それは朝日新聞に載ったこんな記事である。『うどんのルーツ日本にあり 伝承料理研究家・奥村さん新説 こつこつ調査三〇年』というものである。

 饂飩は、これまで中国のワンタンがその原型と言われてきたのだそうであるが、伝承料理研究家の奥村さんという方が三十年に及ぶ調査の結果、饂飩は、中国から伝わってきた切り麦から日本独特の食に進化してきて、固有の食文化となったのだそうである。

 一見地味で、どうでもよさそうな話ではあるが、とんでもない。日本人にとって、日本の食文化にとっては一大事な発見であると私は思っている。だから非常に愉快なのである。文化的愉快とはこうでなければいけないと思っている。

 石岡に越してきてもう十年以上が過ぎた。八郷町と合併して新しい石岡市となってますますこの地の良さが高まり、気にも入ってきた。常世の国と表されただけの地であると思う。

しかし、石岡に越してきて残念に思うことがある。この地域、うまい食材は豊富なのであるが、美味いものを喰わせてくれるところがないことである。特に美味い郷土料理というものがない。成り上がりの新興地さながらに地の深みを持たない味ばかりである。

 故立原正秋氏が、その作品の中に頻繁に、それこそ後ろから誰かに刺されるのではないかと心配するほど奈良と信州には美味い物がない、と書いていたが、この石岡という所はもっと酷い。食文化の発達していないところは、芸術性が豊かに育たない、と言われるがこの石岡を見ていると、その言葉はあたっていると思う。

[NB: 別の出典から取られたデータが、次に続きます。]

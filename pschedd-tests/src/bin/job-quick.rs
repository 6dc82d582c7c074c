// SPDX-License-Identifier: MIT
// Workload that finishes well inside one time slice.

use std::thread;
use std::time::Duration;

fn main() {
    thread::sleep(Duration::from_millis(10));
}
//! Wordle word representation
//!
//! A Word is a validated, lowercase 5-letter string with byte access for
//! positional constraint checks.

use super::InputError;
use std::fmt;

/// Fixed length of every word in the puzzle
pub const WORD_LENGTH: usize = 5;

/// A 5-letter Wordle word
///
/// Stores the word both as text and as bytes so positional checks never
/// have to walk UTF-8.
#[derive(Debug, Clone, PartialEq, Eq, Hash)]
pub struct Word {
    text: String,
    chars: [u8; WORD_LENGTH],
}

impl Word {
    /// Create a new Word from a string
    ///
    /// Input is lowercased but not trimmed.
    ///
    /// # Errors
    /// Returns `InputError` if:
    /// - Length is not exactly 5
    /// - Contains anything other than ASCII letters
    ///
    /// # Examples
    /// ```
    /// use wordle_assist::core::Word;
    ///
    /// let word = Word::new("CRANE").unwrap();
    /// assert_eq!(word.text(), "crane");
    ///
    /// assert!(Word::new("too long").is_err());
    /// assert!(Word::new("sh0rt").is_err());
    /// ```
    pub fn new(text: impl Into<String>) -> Result<Self, InputError> {
        let text: String = text.into().to_lowercase();

        let len = text.chars().count();
        if len != WORD_LENGTH {
            return Err(InputError::InvalidLength(len));
        }

        if let Some(bad) = text.chars().find(|c| !c.is_ascii_lowercase()) {
            return Err(InputError::InvalidCharacter(bad));
        }

        let mut chars = [0u8; WORD_LENGTH];
        chars.copy_from_slice(text.as_bytes());

        Ok(Self { text, chars })
    }

    /// Get the word as a string slice
    #[inline]
    #[must_use]
    pub fn text(&self) -> &str {
        &self.text
    }

    /// Get the word as a byte array
    #[inline]
    #[must_use]
    pub const fn chars(&self) -> &[u8; WORD_LENGTH] {
        &self.chars
    }

    /// Get the letter at a specific position (0-4)
    ///
    /// # Panics
    /// Panics if position >= 5
    #[inline]
    #[must_use]
    pub const fn char_at(&self, position: usize) -> u8 {
        self.chars[position]
    }

    /// Check if the word contains a specific letter
    #[inline]
    #[must_use]
    pub fn has_letter(&self, letter: u8) -> bool {
        self.chars.contains(&letter)
    }
}

impl fmt::Display for Word {
    fn fmt(&self, f: &mut fmt::Formatter<'_>) -> fmt::Result {
        write!(f, "{}", self.text)
    }
}

impl std::str::FromStr for Word {
    type Err = InputError;

    fn from_str(s: &str) -> Result<Self, Self::Err> {
        Self::new(s)
    }
}
//! Property tests for feedback tracking and pruning
//!
//! Words are drawn from a five-letter alphabet so repeated letters are common.

use proptest::prelude::*;
use wordle_assist::core::{Pattern, Word};
use wordle_assist::solver::{ConstraintState, prune, prune_candidates};

fn word() -> impl Strategy<Value = Word> {
    "[a-e]{5}".prop_map(|s| Word::new(s).unwrap())
}

fn universe() -> impl Strategy<Value = Vec<Word>> {
    prop::collection::vec(word(), 1..80)
}

/// Apply the feedback each guess would really get against `answer`
fn play(answer: &Word, guesses: &[Word]) -> Vec<ConstraintState> {
    let mut state = ConstraintState::new();
    let mut states = vec![state.clone()];
    for guess in guesses {
        state
            .apply(guess, &Pattern::calculate(guess, answer))
            .unwrap();
        states.push(state.clone());
    }
    states
}

proptest! {
    #[test]
    fn true_feedback_never_rules_out_the_answer(
        answer in word(),
        guesses in prop::collection::vec(word(), 1..6),
    ) {
        for state in play(&answer, &guesses) {
            prop_assert!(state.admits(&answer));
        }
    }

    #[test]
    fn answer_survives_pruning(
        mut words in universe(),
        answer in word(),
        guesses in prop::collection::vec(word(), 1..6),
    ) {
        words.push(answer.clone());
        let states = play(&answer, &guesses);
        let last = states.last().unwrap();

        prop_assert!(prune(&words, last).contains(&&answer));
    }

    #[test]
    fn applying_a_round_twice_changes_nothing(
        answer in word(),
        earlier in prop::collection::vec(word(), 0..3),
        guess in word(),
    ) {
        let mut state = play(&answer, &earlier).pop().unwrap();
        let pattern = Pattern::calculate(&guess, &answer);

        state.apply(&guess, &pattern).unwrap();
        let once = state.clone();
        state.apply(&guess, &pattern).unwrap();

        prop_assert_eq!(once, state);
    }

    #[test]
    fn pruning_is_an_order_preserving_subsequence(
        words in universe(),
        answer in word(),
        guess in word(),
    ) {
        let mut state = ConstraintState::new();
        state.apply(&guess, &Pattern::calculate(&guess, &answer)).unwrap();

        let kept = prune(&words, &state);
        let mut rest = words.iter();
        for word in &kept {
            prop_assert!(state.admits(word));
            prop_assert!(rest.any(|w| std::ptr::eq(w, *word)));
        }
        let kept_count = words.iter().filter(|w| state.admits(w)).count();
        prop_assert_eq!(kept.len(), kept_count);
    }

    #[test]
    fn later_rounds_only_narrow(
        words in universe(),
        answer in word(),
        guesses in prop::collection::vec(word(), 1..5),
    ) {
        let states = play(&answer, &guesses);
        let mut candidates = prune(&words, &states[0]);
        prop_assert_eq!(candidates.len(), words.len());

        for state in &states[1..] {
            let narrowed = prune_candidates(&candidates, state);
            prop_assert!(narrowed.len() <= candidates.len());
            prop_assert_eq!(&narrowed, &prune(&words, state));
            candidates = narrowed;
        }
    }
}
//! Wordle Assistant - CLI
//!
//! Interactive helper that narrows the word list from the feedback you enter.

use anyhow::Result;
use clap::{Parser, Subcommand};
use env_logger::Env;
use std::io;
use std::path::PathBuf;
use wordle_assist::{
    commands::{SolveConfig, run_simple, solve_word},
    core::Word,
    output::print_solve_result,
    solver::FrequencyTable,
    wordlists::{
        DEFAULT_ANSWERS_PATH, DEFAULT_FREQUENCIES_PATH, DEFAULT_GUESSES_PATH,
        loader::{load_frequencies, load_universe},
    },
};

#[derive(Parser)]
#[command(
    name = "wordle_assist",
    about = "Wordle assistant that prunes candidates from your feedback",
    version,
    author
)]
struct Cli {
    #[command(subcommand)]
    command: Option<Commands>,

    /// Guess-only word list, one word per line
    #[arg(long, global = true, default_value = DEFAULT_GUESSES_PATH)]
    guesses: PathBuf,

    /// Answer word list, one word per line
    #[arg(long, global = true, default_value = DEFAULT_ANSWERS_PATH)]
    answers: PathBuf,

    /// Word frequency table as `word,count` CSV
    #[arg(long, global = true, default_value = DEFAULT_FREQUENCIES_PATH)]
    frequencies: PathBuf,

    /// Number of remaining candidates to list each round
    #[arg(short, long, global = true, default_value = "5")]
    top: usize,
}

#[derive(Subcommand)]
enum Commands {
    /// Simple CLI mode (default)
    Simple,

    /// Solve a specific target word
    Solve {
        /// The target word to solve
        word: String,

        /// Show verbose output with candidate counts
        #[arg(short, long)]
        verbose: bool,
    },
}

fn main() -> Result<()> {
    env_logger::Builder::from_env(Env::default().default_filter_or("warn")).init();

    let cli = Cli::parse();

    let universe = load_universe(&cli.guesses, &cli.answers)?;
    let frequencies = load_frequencies(&cli.frequencies)?;

    match cli.command.unwrap_or(Commands::Simple) {
        Commands::Simple => run_simple(&universe, &frequencies, cli.top, io::stdin().lock()),
        Commands::Solve { word, verbose } => {
            solve_command(&word, verbose, &universe, &frequencies)
        }
    }
}

fn solve_command(
    word: &str,
    verbose: bool,
    universe: &[Word],
    frequencies: &FrequencyTable,
) -> Result<()> {
    let config = SolveConfig::new(word.to_string());
    let result = solve_word(config, universe, frequencies)?;

    print_solve_result(&result, verbose);
    Ok(())
}
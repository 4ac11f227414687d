//! Candidate pruning
//!
//! Filters a word list down to the words consistent with a [`ConstraintState`].
//! Pruning never reorders: the survivors keep their relative input order, so
//! score ties resolve the same way every time.

use super::ConstraintState;
use crate::core::Word;
use log::debug;
use rayon::prelude::*;

/// Lists at least this long are filtered in parallel
pub const PARALLEL_THRESHOLD: usize = 4096;

/// Keep the words of `words` that `state` admits, in input order
///
/// Pruning is idempotent and can only shrink the list. An empty result is a
/// normal value: it means the feedback so far rules out every word.
///
/// # Examples
/// ```
/// use wordle_assist::core::Word;
/// use wordle_assist::solver::{ConstraintState, prune};
/// use wordle_assist::wordlists::loader::words_from_slice;
///
/// let words = words_from_slice(&["crane", "trace", "least", "adieu"]);
/// let mut state = ConstraintState::new();
/// state.apply_str("crane", "G-G-G").unwrap();
///
/// assert!(prune(&words, &state).is_empty());
/// ```
#[must_use]
pub fn prune<'a>(words: &'a [Word], state: &ConstraintState) -> Vec<&'a Word> {
    let kept: Vec<&Word> = if words.len() >= PARALLEL_THRESHOLD {
        words.par_iter().filter(|word| state.admits(word)).collect()
    } else {
        words.iter().filter(|word| state.admits(word)).collect()
    };

    debug!("pruned {} -> {} words", words.len(), kept.len());
    kept
}

/// Same as [`prune`], for a list that is itself the result of earlier pruning
#[must_use]
pub fn prune_candidates<'a>(candidates: &[&'a Word], state: &ConstraintState) -> Vec<&'a Word> {
    let kept: Vec<&Word> = if candidates.len() >= PARALLEL_THRESHOLD {
        candidates
            .par_iter()
            .copied()
            .filter(|word| state.admits(word))
            .collect()
    } else {
        candidates
            .iter()
            .copied()
            .filter(|word| state.admits(word))
            .collect()
    };

    debug!("pruned {} -> {} candidates", candidates.len(), kept.len());
    kept
}

#[cfg(test)]
mod tests {
    use super::*;
    use crate::wordlists::loader::words_from_slice;

    fn texts(words: &[&Word]) -> Vec<String> {
        words.iter().map(|w| w.text().to_string()).collect()
    }

    #[test]
    fn empty_state_keeps_everything_in_order() {
        let words = words_from_slice(&["slate", "crane", "audio"]);
        let kept = prune(&words, &ConstraintState::new());
        assert_eq!(texts(&kept), vec!["slate", "crane", "audio"]);
    }

    #[test]
    fn crane_scenario_leaves_no_candidates() {
        let words = words_from_slice(&["crane", "trace", "least", "adieu"]);
        let mut state = ConstraintState::new();
        state.apply_str("crane", "G-G-G").unwrap();

        assert!(prune(&words, &state).is_empty());
    }

    #[test]
    fn crane_scenario_keeps_matching_words() {
        let words = words_from_slice(&["crane", "chase", "cease", "crave", "clade"]);
        let mut state = ConstraintState::new();
        state.apply_str("crane", "G-G-G").unwrap();

        // CRANE and CRAVE both contain R
        assert_eq!(texts(&prune(&words, &state)), vec!["chase", "cease", "clade"]);
    }

    #[test]
    fn absent_letters_remove_words() {
        let words = words_from_slice(&["radio", "glyph", "trunk", "nymph", "crypt"]);
        let mut state = ConstraintState::new();
        state.apply_str("audio", "-----").unwrap();

        assert_eq!(
            texts(&prune(&words, &state)),
            vec!["glyph", "nymph", "crypt"]
        );
    }

    #[test]
    fn required_letters_must_appear() {
        let words = words_from_slice(&["shirt", "brisk", "stomp", "worst"]);
        let mut state = ConstraintState::new();
        state.apply_str("crane", "-Y---").unwrap();

        // R somewhere, but not at position 1
        assert_eq!(texts(&prune(&words, &state)), vec!["shirt", "worst"]);
    }

    #[test]
    fn duplicate_letter_round_admits_single_copy() {
        let words = words_from_slice(&["oiled", "oille", "level", "idled", "ileal"]);
        let mut state = ConstraintState::new();
        state.apply_str("sells", "-YG--").unwrap();

        assert_eq!(texts(&prune(&words, &state)), vec!["oiled", "idled"]);
    }

    #[test]
    fn pruning_twice_is_idempotent() {
        let words = words_from_slice(&["chase", "cease", "clade", "crane", "glyph"]);
        let mut state = ConstraintState::new();
        state.apply_str("crane", "G-G-G").unwrap();

        let once = prune(&words, &state);
        let twice = prune_candidates(&once, &state);
        assert_eq!(once, twice);
    }

    #[test]
    fn parallel_path_matches_sequential() {
        // Build a list big enough to cross the parallel threshold
        let letters = b"abcdefghij";
        let mut texts_in = Vec::new();
        for &a in letters {
            for &b in letters {
                for &c in letters {
                    for &d in &letters[..5] {
                        let bytes = [a, b, c, d, b'e'];
                        texts_in.push(String::from_utf8(bytes.to_vec()).unwrap());
                    }
                }
            }
        }
        let refs: Vec<&str> = texts_in.iter().map(String::as_str).collect();
        let words = words_from_slice(&refs);
        assert!(words.len() >= PARALLEL_THRESHOLD);

        let mut state = ConstraintState::new();
        state.apply_str("bacon", "Y-G--").unwrap();

        let parallel = prune(&words, &state);
        let sequential: Vec<&Word> = words.iter().filter(|w| state.admits(w)).collect();
        assert_eq!(parallel, sequential);

        let refs_all: Vec<&Word> = words.iter().collect();
        assert_eq!(prune_candidates(&refs_all, &state), sequential);
    }
}
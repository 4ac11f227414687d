//! Input validation errors
//!
//! Every way a guess or feedback string can be rejected before it touches
//! the constraint state.

use std::fmt;

/// Error type for malformed guesses, feedback strings and contradictory rounds
#[derive(Debug, Clone, PartialEq, Eq)]
pub enum InputError {
    /// Guess or feedback did not have exactly five positions
    InvalidLength(usize),
    /// Guess contained something other than an ASCII letter
    InvalidCharacter(char),
    /// Guess and feedback have different lengths
    LengthMismatch { guess: usize, feedback: usize },
    /// Feedback contained a symbol that is not Hit, Present or Miss
    UnknownSymbol(char),
    /// Feedback disagrees with what earlier rounds established at this position
    Contradiction { position: usize, letter: char },
}

impl fmt::Display for InputError {
    fn fmt(&self, f: &mut fmt::Formatter<'_>) -> fmt::Result {
        match self {
            Self::InvalidLength(len) => {
                write!(f, "Expected exactly 5 letters, got {len}")
            }
            Self::InvalidCharacter(ch) => {
                write!(f, "Invalid character '{ch}': only letters a-z are allowed")
            }
            Self::LengthMismatch { guess, feedback } => write!(
                f,
                "Guess has {guess} letters but feedback has {feedback} symbols"
            ),
            Self::UnknownSymbol(ch) => write!(
                f,
                "Unknown feedback symbol '{ch}': use G for hit, Y or / for present, - or # for miss"
            ),
            Self::Contradiction { position, letter } => write!(
                f,
                "Feedback for '{letter}' at position {} contradicts earlier rounds",
                position + 1
            ),
        }
    }
}

impl std::error::Error for InputError {}
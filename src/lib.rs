//! Wordle Assistant
//!
//! Tracks what Wordle feedback has revealed about the hidden word, prunes the
//! word list down to the words still possible, and suggests the most common one.
//!
//! # Quick Start
//!
//! ```rust
//! use wordle_assist::core::{Pattern, Word};
//! use wordle_assist::solver::{ConstraintState, prune};
//! use wordle_assist::wordlists::loader::words_from_slice;
//!
//! let words = words_from_slice(&["crane", "chase", "cease", "glyph"]);
//!
//! let mut state = ConstraintState::new();
//! let guess = Word::new("crane").unwrap();
//! state.apply(&guess, &Pattern::parse("G-G-G").unwrap()).unwrap();
//!
//! let remaining: Vec<&str> = prune(&words, &state).into_iter().map(Word::text).collect();
//! assert_eq!(remaining, vec!["chase", "cease"]);
//! ```

// Core domain types
pub mod core;

// Constraint tracking, pruning and scoring
pub mod solver;

// Word lists
pub mod wordlists;

// Command implementations
pub mod commands;

// Terminal output formatting
pub mod output;
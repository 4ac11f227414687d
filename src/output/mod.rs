//! Terminal output formatting
//!
//! Display utilities for CLI results and pretty-printing.

pub mod display;
pub mod formatters;

pub use display::{
    print_constraints, print_no_candidates, print_round, print_solve_result, print_solved,
};
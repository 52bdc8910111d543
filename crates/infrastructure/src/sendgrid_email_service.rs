//! SendGrid v3 HTTP API email service.

use async_trait::async_trait;
use serde::Serialize;
use url::Url;

use accountgate_application::EmailService;
use accountgate_core::{AppError, AppResult};

/// Default SendGrid API base URL.
pub const SENDGRID_API_BASE_URL: &str = "https://api.sendgrid.com";

/// SendGrid service configuration.
#[derive(Clone)]
pub struct SendGridEmailConfig {
    /// API base URL.
    pub api_base_url: Url,
    /// API key sent as a bearer token.
    pub api_key: String,
    /// Sender email address.
    pub from_address: String,
    /// Sender display name.
    pub from_name: String,
}

/// Email service that posts to SendGrid's `mail/send` endpoint.
#[derive(Clone)]
pub struct SendGridEmailService {
    http_client: reqwest::Client,
    config: SendGridEmailConfig,
}

#[derive(Serialize)]
struct MailSendRequest<'a> {
    personalizations: [Personalization<'a>; 1],
    from: Address<'a>,
    subject: &'a str,
    content: Vec<Content<'a>>,
}

#[derive(Serialize)]
struct Personalization<'a> {
    to: [Address<'a>; 1],
}

#[derive(Serialize)]
struct Address<'a> {
    email: &'a str,
    #[serde(skip_serializing_if = "Option::is_none")]
    name: Option<&'a str>,
}

#[derive(Serialize)]
struct Content<'a> {
    #[serde(rename = "type")]
    content_type: &'a str,
    value: &'a str,
}

impl SendGridEmailService {
    /// Creates a new SendGrid email service.
    #[must_use]
    pub fn new(http_client: reqwest::Client, config: SendGridEmailConfig) -> Self {
        Self {
            http_client,
            config,
        }
    }
}

#[async_trait]
impl EmailService for SendGridEmailService {
    async fn send_email(
        &self,
        to: &str,
        subject: &str,
        text_body: &str,
        html_body: Option<&str>,
    ) -> AppResult<()> {
        let mut content = vec![Content {
            content_type: "text/plain",
            value: text_body,
        }];
        if let Some(html_body) = html_body {
            content.push(Content {
                content_type: "text/html",
                value: html_body,
            });
        }

        let request = MailSendRequest {
            personalizations: [Personalization {
                to: [Address {
                    email: to,
                    name: None,
                }],
            }],
            from: Address {
                email: self.config.from_address.as_str(),
                name: Some(self.config.from_name.as_str()),
            },
            subject,
            content,
        };

        let url = self
            .config
            .api_base_url
            .join("/v3/mail/send")
            .map_err(|error| AppError::Internal(format!("invalid SendGrid url: {error}")))?;

        let response = self
            .http_client
            .post(url)
            .bearer_auth(self.config.api_key.as_str())
            .json(&request)
            .send()
            .await
            .map_err(|error| AppError::Upstream(format!("SendGrid request failed: {error}")))?;

        if response.status().is_success() {
            return Ok(());
        }

        let status = response.status();
        let body = response
            .text()
            .await
            .unwrap_or_else(|_| "<response body unavailable>".to_owned());
        Err(AppError::Upstream(format!(
            "SendGrid rejected email with status {status}: {body}"
        )))
    }
}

石岡というよりは、常世の国と表されるこの地域全体が、肥沃で食材の宝庫であることをもてあましているかのように、食文化の熟成が貧しい。貧しすぎる。

ワカサギは霞ヶ浦から全国に広がっていったのであるが、その美味い名物料理となると他県に持っていかれてしまっている。長野県佐久の鯉は旨いと言うが霞ヶ浦で成魚になったものを持って行き冷水に痩せさせて佐久の鯉にしている。漬物の高菜も茨城産、夕張メロンも茨城産、京の水菜も茨城産。OEMで金は儲かるかも知れないが、この地の食文化には「美味い」という愉快は生まれ育ってこない。美味いものがないから芸術・文化の成熟がない。常世の国なの実に勿体ないことである。

 華々しさは必要ないが、確りとした芸術・文化の成熟の無い所には人は集まってこない。愉快がないのだから当然である。芸術・文化の根源は食であると私は思っている。

この常世の国というふるさとから若い人がどんどん居なくなっている。働く場所がないという。若い人いわくこの地には魅力がないという。そりゃあそうだろうと思う。美味いものがないのだから寄り付く人もいない。人が寄り付かなければ町が出来ない。町が出来なければ経済地域も生まれない。みんなみんな食い物の所為です。と、言ったらさぞかし反感を喰らうだろうが、反感をもたれることで美味い物が生まれたらバンザイなのだが、果たしてどんなものやら。

 この会報をスタートさせた時、悪口でも大声で叫べば、そのうちそれが自慢話になる、と言ってきたのであるがなかなか自慢になってくれない。まだまだ声が小さいのかなと思っているが、私も歳だ。休み休み叫ばないと少々疲れが出てくるというものである。しかし、そんなことを言って一休みしてしまうとそのままズーッと休んでしまいかねない。あと二年位は大声で叫ぶことを休んではいけないかなと勝手に決めて思っている。

 しかし、ちょっと待てよ。私は大声で悪口を叫んでいるつもりになっているが、実際には誰にも聞こえないぐらい小さな声なのかもしれないな。